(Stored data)
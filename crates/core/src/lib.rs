//! Core library for SonicFrame, an audio I/O backend for a portable game
//! runtime.
//!
//! Rendered frames are played as sound: each row of pixels becomes a partial
//! whose loudness follows the row's brightness. Key input travels the other
//! way, as tones picked up by the microphone and classified by FFT bin
//! magnitude. [`AudioBackend`] ties the pieces together behind the host-facing
//! operations; the remaining modules are usable on their own.

pub mod backend;
pub mod config;
pub mod controller;
pub mod decoder;
pub mod device;
pub mod error;
pub mod queue;
pub mod record;
pub mod sonify;
pub mod timing;

pub use backend::AudioBackend;
pub use config::{AppConfig, BackendProfile, FrameConfig, InputConfig, KeyBinding, OutputConfig};
pub use controller::ToneController;
pub use decoder::{bin_index_for, Key, KeyMap, KeyMapping, SpectralDecoder};
pub use device::{AudioSink, AudioSource, MemorySink, ScriptedSource};
pub use error::{Result, SonicFrameError, StreamDirection};
pub use queue::{KeyEvent, KeyEventQueue};
pub use record::{RecordingSettings, WavRecorder};
pub use sonify::{Bgra, FrameSonifier, FrameView};
pub use timing::{sleep_ms, FramePacer, TickClock};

● WHAT YOU HAVE TO DO
Set down all the entries again, word for word.

● SOLUTION TO THIS TASK
filename crates/core/src/lib.rs
//! Core library for SonicFrame, an audio I/O backend for a portable game
//! runtime.
//!
//! Rendered frames are played as sound: each row of pixels becomes a partial
//! whose loudness follows the row's brightness. Key input travels the other
//! way, as tones picked up by the microphone and classified by FFT bin
//! magnitude. [`AudioBackend`] ties the pieces together behind the host-facing
//! operations; the remaining modules are usable on their own.

pub mod backend;
pub mod config;
pub mod controller;
pub mod decoder;
pub mod device;
pub mod error;
pub mod queue;
pub mod record;
pub mod sonify;
pub mod timing;

pub use backend::AudioBackend;
pub use config::{AppConfig, BackendProfile, FrameConfig, InputConfig, KeyBinding, OutputConfig};
pub use controller::ToneController;
pub use decoder::{bin_index_for, Key, KeyMap, KeyMapping, SpectralDecoder};
pub use device::{AudioSink, AudioSource, MemorySink, ScriptedSource};
pub use error::{Result, SonicFrameError, StreamDirection};
pub use queue::{KeyEvent, KeyEventQueue};
pub use record::{RecordingSettings, WavRecorder};
pub use sonify::{Bgra, FrameSonifier, FrameView};
pub use timing::{sleep_ms, FramePacer, TickClock};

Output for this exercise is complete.